How to Build a Vibrant Startup Community—Through 1 Million Cups
In what some might consider an ironic twist, technology seems to play a lesser role in building a local entrepreneurial community for startups than good old-fashioned face-time and word of mouth.
That is one of the key findings in a recent paper released by the Ewing Marion Kauffman Foundation that surveyed participants in 1 Million Cups (1MC), Kauffman's popular entrepreneur educational program launched in Kansas City, Mo., last year.
1 Million Cups is a weekly program that showcases two startups per week to engage local entrepreneurs, educate them about the startups in their community and accelerate the startups and their founders through mutual collaboration.
"Energizing an Ecosystem: Brewing 1 Million Cups" presents results of an initial survey among 1MC participants to identify their demographic characteristics, information about whether they were a founder or co-founder of a startup, and their attendance patterns at 1MC.
The survey, to which 79 participants responded, representing a response rate close to two-thirds, reflects the state of 1MC in late autumn 2012. An infographic and interactive visualization of some of the data also are available.
The program has grown progressively in size and reach over several months, driven primarily by word of mouth. Although 1MC uses its own website, Facebook, Twitter and other social media, nearly 67 percent of survey respondents said they had begun attending 1MC events based on a personal invitation or recommendation.
"The word-of-mouth growth of 1MC suggests the value of interpersonal networking among entrepreneurs," said paper co-author Yasuyuki Motoyama, Kauffman Foundation senior scholar. "Busy entrepreneurs may look to peers for trustable information, rather than weeding through electronic information and trying to assess its value."
The 1MC program itself is equally low-tech. Launched in April 2012, the format is simple: weekly one-hour gatherings at a donated space with brief educational presentations by two entrepreneur attendees, followed by time to discuss their companies, offer suggestions and talk.
The program has grown rapidly from 13 attendees at the first event to more than 250 at a recent event in February. The survey, administered in November 2012, found that 66 percent of survey respondents were attending at least twice a month, and 42 percent were attending weekly. This is despite travel time of 30 minutes or more each way for many of the attendees coming from suburbs.
"Though it's still a young program, we have watched Kansas City's entrepreneurial community enthusiastically embrace 1MC as a 'must attend' event from the start," said Thom Ruhe, vice president of Entrepreneurship at the Kauffman Foundation. "We look forward to surveying attendees again in the future to learn what happens once the program takes deeper root."
The paper's authors believe the group's rapid growth and high level of participation signal the program's value to its audience and its potential as a model for other cities trying to develop and connect their entrepreneurial community.
"Entrepreneurs obviously need and value this regular opportunity to connect and exchange ideas to help each other grow," said co-author Jared Konczal, Kauffman Foundation senior analyst. "By understanding the program's format and costs, basic participant demographics and modes of recruitment, we hope that other cities can start and grow equally effective entrepreneur networks."
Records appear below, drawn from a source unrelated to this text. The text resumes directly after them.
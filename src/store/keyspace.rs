//! Per-database key dictionary with lazy expiration

use super::value::Value;
use crate::notify::{EventClass, Notifier};
use bytes::Bytes;
use rand::seq::IteratorRandom;
use siphasher::sip::SipHasher13;
use std::collections::HashMap;
use std::hash::BuildHasherDefault;
use std::time::Instant;

/// Hash map keyed by key bytes, hashed with SipHash-1-3
type KeyMap<V> = HashMap<Bytes, V, BuildHasherDefault<SipHasher13>>;

/// Callback invoked with (database id, key) after every mutation
pub type ModifyHook = Box<dyn FnMut(usize, &Bytes) + Send>;

/// One numbered database.
///
/// Owns every value reachable from its dictionary. Expiration instants are
/// kept in a separate map that only holds keys currently present. Expired
/// keys are removed lazily, on the first access that notices them.
pub struct KeySpace {
    id: usize,
    entries: KeyMap<Value>,
    expires: KeyMap<Instant>,
    hits: u64,
    misses: u64,
    expired_keys: u64,
    hook: Option<ModifyHook>,
    notifier: Notifier,
}

impl KeySpace {
    /// Create an empty database with id `id`
    pub fn new(id: usize) -> Self {
        Self::with_notifier(id, Notifier::disabled())
    }

    pub fn with_notifier(id: usize, notifier: Notifier) -> Self {
        KeySpace {
            id,
            entries: KeyMap::default(),
            expires: KeyMap::default(),
            hits: 0,
            misses: 0,
            expired_keys: 0,
            hook: None,
            notifier,
        }
    }

    pub fn id(&self) -> usize {
        self.id
    }

    /// Install the callback run by [`signal_modify_key`](Self::signal_modify_key)
    pub fn set_modify_hook(&mut self, hook: ModifyHook) {
        self.hook = Some(hook);
    }

    /// Report that `key` was modified
    pub fn signal_modify_key(&mut self, key: &Bytes) {
        if let Some(hook) = self.hook.as_mut() {
            hook(self.id, key);
        }
    }

    /// Remove `key` if its time to live has elapsed; returns whether it did
    fn expire_if_needed(&mut self, key: &[u8]) -> bool {
        let elapsed = match self.expires.get(key) {
            Some(when) => Instant::now() >= *when,
            None => false,
        };
        if !elapsed {
            return false;
        }

        self.expires.remove(key);
        if let Some((key, _)) = self.entries.remove_entry(key) {
            self.expired_keys += 1;
            self.notifier.notify(EventClass::Expired, "expired", &key, self.id);
            self.signal_modify_key(&key);
        }
        true
    }

    /// Look up `key` for reading, counting a hit or a miss
    pub fn lookup_read(&mut self, key: &[u8]) -> Option<&Value> {
        self.expire_if_needed(key);
        match self.entries.get(key) {
            Some(value) => {
                self.hits += 1;
                Some(value)
            }
            None => {
                self.misses += 1;
                None
            }
        }
    }

    /// Look up `key` before mutating it. Does not touch the counters.
    pub fn lookup_write(&mut self, key: &[u8]) -> Option<&mut Value> {
        self.expire_if_needed(key);
        self.entries.get_mut(key)
    }

    /// Look up `key` for writing, inserting `init()` when it is absent.
    ///
    /// The caller signals the modification once it is done with the value.
    pub fn lookup_write_or_insert(&mut self, key: &Bytes, init: impl FnOnce() -> Value) -> &mut Value {
        self.expire_if_needed(key);
        self.entries.entry(key.clone()).or_insert_with(init)
    }

    /// Insert a key that must not exist yet.
    ///
    /// # Panics
    ///
    /// Panics if `key` is present: callers check existence first.
    pub fn add(&mut self, key: Bytes, value: Value) {
        self.expire_if_needed(&key);
        if self.entries.contains_key(&key) {
            panic!(
                "keyspace add of existing key {:?} in db {}",
                String::from_utf8_lossy(&key),
                self.id
            );
        }
        self.entries.insert(key.clone(), value);
        self.signal_modify_key(&key);
    }

    /// Replace the value of a key that must exist, keeping its expiration.
    ///
    /// # Panics
    ///
    /// Panics if `key` is absent.
    pub fn update(&mut self, key: &Bytes, value: Value) {
        self.expire_if_needed(key);
        match self.entries.get_mut(key) {
            Some(slot) => *slot = value,
            None => panic!(
                "keyspace update of missing key {:?} in db {}",
                String::from_utf8_lossy(key),
                self.id
            ),
        }
        self.signal_modify_key(key);
    }

    /// Delete a key and its expiration, returns whether it existed
    pub fn delete(&mut self, key: &[u8]) -> bool {
        self.expire_if_needed(key);
        self.expires.remove(key);
        match self.entries.remove_entry(key) {
            Some((key, _)) => {
                self.signal_modify_key(&key);
                true
            }
            None => false,
        }
    }

    /// Upsert `value` under `key` and clear any expiration
    pub fn set_persist(&mut self, key: Bytes, value: Value) {
        self.expire_if_needed(&key);
        self.expires.remove(&key);
        self.entries.insert(key.clone(), value);
        self.signal_modify_key(&key);
    }

    pub fn exists(&mut self, key: &[u8]) -> bool {
        self.expire_if_needed(key);
        self.entries.contains_key(key)
    }

    /// A uniformly sampled live key, `None` when the database is empty
    pub fn random_key(&mut self) -> Option<Bytes> {
        let mut rng = rand::thread_rng();
        loop {
            let key = self.entries.keys().choose(&mut rng)?.clone();
            // sampled an expired key: it is gone now, try again
            if !self.expire_if_needed(&key) {
                return Some(key);
            }
        }
    }

    /// Set the absolute expiration of an existing key
    pub fn set_expire(&mut self, key: &[u8], when: Instant) -> bool {
        self.expire_if_needed(key);
        let key = match self.entries.get_key_value(key) {
            Some((key, _)) => key.clone(),
            None => return false,
        };
        self.expires.insert(key.clone(), when);
        self.signal_modify_key(&key);
        true
    }

    pub fn get_expire(&mut self, key: &[u8]) -> Option<Instant> {
        self.expire_if_needed(key);
        self.expires.get(key).copied()
    }

    /// Drop the expiration of `key`, returns whether there was one
    pub fn remove_expire(&mut self, key: &[u8]) -> bool {
        self.expire_if_needed(key);
        match self.expires.remove_entry(key) {
            Some((key, _)) => {
                self.signal_modify_key(&key);
                true
            }
            None => false,
        }
    }

    /// Remove every key, returns how many there were
    pub fn flush(&mut self) -> usize {
        let removed: Vec<Bytes> = self.entries.drain().map(|(key, _)| key).collect();
        self.expires.clear();
        for key in &removed {
            self.signal_modify_key(key);
        }
        removed.len()
    }

    /// Proactively remove up to `limit` expired keys, returns how many went
    pub fn purge_expired(&mut self, limit: usize) -> usize {
        let now = Instant::now();
        let due: Vec<Bytes> = self
            .expires
            .iter()
            .filter(|(_, when)| now >= **when)
            .map(|(key, _)| key.clone())
            .take(limit)
            .collect();
        due.iter().filter(|key| self.expire_if_needed(key)).count()
    }

    /// Number of keys, including expired keys not yet removed
    pub fn len(&self) -> usize {
        self.entries.len()
    }

    pub fn is_empty(&self) -> bool {
        self.entries.is_empty()
    }

    /// All keys whose time to live has not elapsed
    pub fn keys(&self) -> Vec<Bytes> {
        let now = Instant::now();
        self.entries
            .keys()
            .filter(|key| self.expires.get(*key).map_or(true, |when| now < *when))
            .cloned()
            .collect()
    }

    pub fn notifier(&self) -> &Notifier {
        &self.notifier
    }

    /// Approximate memory used by keys and values in bytes
    pub fn memory_usage(&self) -> usize {
        self.entries
            .iter()
            .map(|(key, value)| key.len() + value.memory_usage())
            .sum()
    }

    pub fn stats(&self) -> KeyspaceStats {
        KeyspaceStats {
            db: self.id,
            keys: self.entries.len(),
            expires: self.expires.len(),
            hits: self.hits,
            misses: self.misses,
            expired_keys: self.expired_keys,
        }
    }
}

/// Counters describing one database
#[derive(Debug, Clone, Default, PartialEq, Eq, serde::Serialize)]
pub struct KeyspaceStats {
    pub db: usize,
    pub keys: usize,
    pub expires: usize,
    pub hits: u64,
    pub misses: u64,
    pub expired_keys: u64,
}

#[cfg(test)]
mod tests {
    use super::*;
    use std::sync::{Arc, Mutex};
    use std::time::Duration;

    fn key(s: &str) -> Bytes {
        Bytes::from(s.to_string())
    }

    #[test]
    fn test_lookup_counts_hits_and_misses() {
        let mut ks = KeySpace::new(0);
        assert!(ks.lookup_read(b"k").is_none());
        assert_eq!(ks.stats().misses, 1);

        ks.add(key("k"), Value::string("v"));
        let value = ks.lookup_read(b"k").unwrap();
        assert_eq!(value.as_string().unwrap().to_bytes(), key("v"));
        assert_eq!(ks.stats().hits, 1);

        // write lookups leave the counters alone
        ks.lookup_write(b"k");
        ks.lookup_write(b"nope");
        assert_eq!(ks.stats().hits, 1);
        assert_eq!(ks.stats().misses, 1);
    }

    #[test]
    #[should_panic(expected = "add of existing key")]
    fn test_add_existing_key_panics() {
        let mut ks = KeySpace::new(0);
        ks.add(key("x"), Value::string("1"));
        ks.add(key("x"), Value::string("2"));
    }

    #[test]
    #[should_panic(expected = "update of missing key")]
    fn test_update_missing_key_panics() {
        let mut ks = KeySpace::new(0);
        ks.update(&key("x"), Value::string("1"));
    }

    #[test]
    fn test_update_keeps_expiration() {
        let mut ks = KeySpace::new(0);
        let when = Instant::now() + Duration::from_secs(60);
        ks.add(key("x"), Value::string("1"));
        ks.set_expire(b"x", when);
        ks.update(&key("x"), Value::string("2"));
        assert_eq!(ks.get_expire(b"x"), Some(when));
    }

    #[test]
    fn test_delete() {
        let mut ks = KeySpace::new(0);
        ks.add(key("x"), Value::string("1"));
        ks.set_expire(b"x", Instant::now() + Duration::from_secs(60));
        assert!(ks.delete(b"x"));
        assert!(!ks.delete(b"x"));
        assert_eq!(ks.stats().expires, 0);
    }

    #[test]
    fn test_set_persist_clears_expiration() {
        let mut ks = KeySpace::new(0);
        ks.set_persist(key("x"), Value::string("1"));
        ks.set_expire(b"x", Instant::now() + Duration::from_secs(60));
        ks.set_persist(key("x"), Value::string("2"));
        assert_eq!(ks.get_expire(b"x"), None);
        assert_eq!(
            ks.lookup_read(b"x").unwrap().as_string().unwrap().to_bytes(),
            key("2")
        );
    }

    #[test]
    fn test_lazy_expiration() {
        let mut ks = KeySpace::new(0);
        ks.add(key("gone"), Value::string("1"));
        assert!(ks.set_expire(b"gone", Instant::now()));
        assert!(!ks.set_expire(b"missing", Instant::now()));

        assert!(!ks.exists(b"gone"));
        assert!(ks.lookup_read(b"gone").is_none());
        assert_eq!(ks.stats().expired_keys, 1);
        assert!(ks.is_empty());
    }

    #[test]
    fn test_remove_expire() {
        let mut ks = KeySpace::new(0);
        ks.add(key("x"), Value::string("1"));
        assert!(!ks.remove_expire(b"x"));
        ks.set_expire(b"x", Instant::now() + Duration::from_secs(60));
        assert!(ks.remove_expire(b"x"));
        assert_eq!(ks.get_expire(b"x"), None);
    }

    #[test]
    fn test_random_key_skips_expired() {
        let mut ks = KeySpace::new(0);
        assert!(ks.random_key().is_none());

        for i in 0..10 {
            let k = key(&format!("dead{}", i));
            ks.add(k.clone(), Value::string("x"));
            ks.set_expire(&k, Instant::now());
        }
        ks.add(key("alive"), Value::string("x"));

        assert_eq!(ks.random_key(), Some(key("alive")));
        assert_eq!(ks.len(), 1);
    }

    #[test]
    fn test_modify_hook_sees_mutations() {
        let seen = Arc::new(Mutex::new(Vec::new()));
        let sink = seen.clone();

        let mut ks = KeySpace::new(4);
        ks.set_modify_hook(Box::new(move |db, key| {
            sink.lock().unwrap().push((db, key.clone()));
        }));

        ks.add(key("a"), Value::string("1"));
        ks.set_persist(key("b"), Value::string("1"));
        ks.delete(b"a");
        ks.delete(b"never");

        let seen = seen.lock().unwrap();
        assert_eq!(*seen, vec![(4, key("a")), (4, key("b")), (4, key("a"))]);
    }

    #[test]
    fn test_keys_and_flush() {
        let mut ks = KeySpace::new(0);
        ks.add(key("a"), Value::string("1"));
        ks.add(key("b"), Value::string("1"));
        ks.add(key("c"), Value::string("1"));
        ks.set_expire(b"c", Instant::now());

        let mut keys = ks.keys();
        keys.sort();
        assert_eq!(keys, vec![key("a"), key("b")]);

        assert_eq!(ks.purge_expired(10), 1);
        assert_eq!(ks.flush(), 2);
        assert!(ks.is_empty());
    }
}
1MC programs already have been launched in Des Moines and Cedar Rapids, Iowa, Houston, St. Louis and Reno, Nev.
Other findings from the time of the survey include:
- The majority (57 percent) of participants have at least a bachelor's degree, and an additional 29 percent have obtained a master's or doctoral degree.
- Most attendees' startups are in a relatively early stage: 47 percent described their business model as "in development." However, the majority of founders and co-founders report working full time in their startup (74 percent) and having taken in at least some form of revenue (64 percent).
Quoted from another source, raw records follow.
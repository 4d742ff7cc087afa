//! Command dispatcher
//!
//! Routes incoming commands to their handler, registers blocking pops with
//! the coordinator and runs the wake pass after every command. The server
//! keeps one dispatcher behind a mutex; everything here runs under it.

use crate::blocking::{BlockHandle, BlockOp, BlockResult, ClientId};
use crate::commands::{ClientState, CommandContext, CommandError, CommandRegistry, ServerState};
use crate::config::Config;
use crate::notify::{BroadcastSink, KeyspaceEvent};
use crate::protocol::RespValue;
use base64::engine::general_purpose::STANDARD as BASE64;
use base64::Engine as _;
use bytes::Bytes;
use std::sync::Arc;
use tokio::sync::broadcast;
use tracing::{debug, warn};

/// Keyspace events buffered per subscriber before it starts lagging
const EVENT_CAPACITY: usize = 1024;

/// A client parked by a blocking pop
#[derive(Debug)]
pub struct BlockedWait {
    pub handle: BlockHandle,
    pub op: BlockOp,
}

impl BlockedWait {
    /// Reply for the outcome of the wait
    pub fn reply(&self, result: BlockResult) -> RespValue {
        block_reply(&self.op, result)
    }
}

/// Outcome of dispatching one command
#[derive(Debug)]
pub enum Dispatched {
    Reply(RespValue),
    Blocked(BlockedWait),
}

/// Map the result of a blocking pop to its wire reply
pub fn block_reply(op: &BlockOp, result: BlockResult) -> RespValue {
    match result {
        BlockResult::Popped { key, value } => RespValue::bulk_array([key, value]),
        BlockResult::Moved { value } => RespValue::BulkString(value),
        BlockResult::TimedOut => match op {
            BlockOp::MoveTo { .. } => RespValue::Null,
            BlockOp::PopFront | BlockOp::PopBack => RespValue::NullArray,
        },
        BlockResult::Error(e) => RespValue::error(e.to_string()),
    }
}

/// Command dispatcher
///
/// Receives parsed requests, validates them, and routes to appropriate handlers
pub struct Dispatcher {
    registry: CommandRegistry,
    state: ServerState,
    events: Arc<BroadcastSink>,
}

impl Dispatcher {
    pub fn new(config: &Config) -> Self {
        let events = Arc::new(BroadcastSink::new(EVENT_CAPACITY));
        let state = ServerState::new(
            config.databases,
            config.set_max_intset_entries,
            config.notifier(events.clone()),
        );
        Dispatcher {
            registry: CommandRegistry::new(),
            state,
            events,
        }
    }

    /// Wrap prebuilt state. Its notifier decides where events go, so
    /// [`Dispatcher::subscribe_events`] stays silent.
    pub fn with_state(state: ServerState) -> Self {
        Dispatcher {
            registry: CommandRegistry::new(),
            state,
            events: Arc::new(BroadcastSink::new(EVENT_CAPACITY)),
        }
    }

    /// Receive the keyspace events enabled by `notify_keyspace_events`
    pub fn subscribe_events(&self) -> broadcast::Receiver<KeyspaceEvent> {
        self.events.subscribe()
    }

    /// Register a new connection
    pub fn connect(&mut self) -> ClientState {
        self.state.connect()
    }

    /// Forget a connection, releasing it from any wait queue
    pub fn disconnect(&mut self, client: ClientId) {
        if self.state.disconnect(client) {
            debug!("client {} disconnected while blocked", client);
        }
    }

    /// Dispatch a command
    ///
    /// `args[0]` is the command name. A blocking pop that finds no data
    /// returns [`Dispatched::Blocked`]; the caller waits on the handle
    /// without holding the dispatcher.
    pub fn dispatch(&mut self, client: &mut ClientState, args: Vec<Bytes>) -> Dispatched {
        let dispatched = self.execute(client, &args, true);
        self.state.commands_processed += 1;
        self.state.blocking.handle_ready_keys(&mut self.state.dbs);
        dispatched
    }

    /// Dispatch a command that must answer immediately. Blocking commands
    /// are refused.
    pub fn dispatch_immediate(&mut self, client: &mut ClientState, args: Vec<Bytes>) -> RespValue {
        let dispatched = self.execute(client, &args, false);
        self.state.commands_processed += 1;
        self.state.blocking.handle_ready_keys(&mut self.state.dbs);
        match dispatched {
            Dispatched::Reply(reply) => reply,
            // execute never parks when blocking is not allowed
            Dispatched::Blocked(_) => RespValue::error("ERR blocking commands are not allowed here"),
        }
    }

    fn execute(&mut self, client: &mut ClientState, args: &[Bytes], allow_block: bool) -> Dispatched {
        let (name, cmd_args) = match args.split_first() {
            Some(split) => split,
            None => return Dispatched::Reply(RespValue::error("ERR empty command")),
        };

        let command = match std::str::from_utf8(name).ok().and_then(|n| self.registry.get(n)) {
            Some(command) => command,
            None => {
                warn!("unknown command (base64): {}", BASE64.encode(name));
                let err = CommandError::Unknown(String::from_utf8_lossy(name).into_owned());
                return Dispatched::Reply(RespValue::error(err.to_string()));
            }
        };

        debug!("client {} db {}: {}", client.id, client.db, command.name());

        if cmd_args.len() < command.min_args()
            || command.max_args().is_some_and(|max| cmd_args.len() > max)
        {
            let err = CommandError::wrong_arity(command.name());
            return Dispatched::Reply(RespValue::error(err.to_string()));
        }

        if !allow_block && command.may_block() {
            return Dispatched::Reply(RespValue::error(format!(
                "ERR {} is not allowed here",
                command.name()
            )));
        }

        let (result, pending) = {
            let mut ctx = CommandContext::new(&mut self.state, client);
            let result = command.execute(&mut ctx, cmd_args);
            (result, ctx.take_pending_block())
        };

        match (result, pending) {
            (Ok(_), Some(request)) => {
                let handle = self.state.blocking.block_for_keys(
                    client.id,
                    client.db,
                    request.keys,
                    request.op.clone(),
                    request.timeout,
                );
                Dispatched::Blocked(BlockedWait {
                    handle,
                    op: request.op,
                })
            }
            (Ok(reply), None) => Dispatched::Reply(reply),
            (Err(e), _) => Dispatched::Reply(RespValue::error(e.to_string())),
        }
    }

    /// Release a blocked client on timeout or disconnect.
    ///
    /// Returns false when the wake pass already handed it a result, which
    /// is then waiting in its receiver.
    pub fn unblock(&mut self, client: ClientId) -> bool {
        self.state.blocking.unblock(client)
    }

    /// Remove up to `limit` expired keys from each database and serve any
    /// waiter this affects
    pub fn expire_cycle(&mut self, limit: usize) -> usize {
        let purged = self
            .state
            .dbs
            .iter_mut()
            .map(|db| db.purge_expired(limit))
            .sum();
        self.state.blocking.handle_ready_keys(&mut self.state.dbs);
        purged
    }

    pub fn state(&self) -> &ServerState {
        &self.state
    }

    pub fn state_mut(&mut self) -> &mut ServerState {
        &mut self.state
    }

    pub fn registry(&self) -> &CommandRegistry {
        &self.registry
    }
}

impl Default for Dispatcher {
    fn default() -> Self {
        Self::with_state(ServerState::default())
    }
}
- 43 percent of 1MC participants are not originally from the Kansas City metropolitan area, but came to the area to attend college and stayed, or came after college and stayed.
- Fully 87 percent said they attended a 1MC event "to connect with other entrepreneurs," with 46 percent also citing "to have fun" as a motivation for attendance.
This is the first of many surveys planned, and it is expected that these findings will evolve with the 1MC program itself.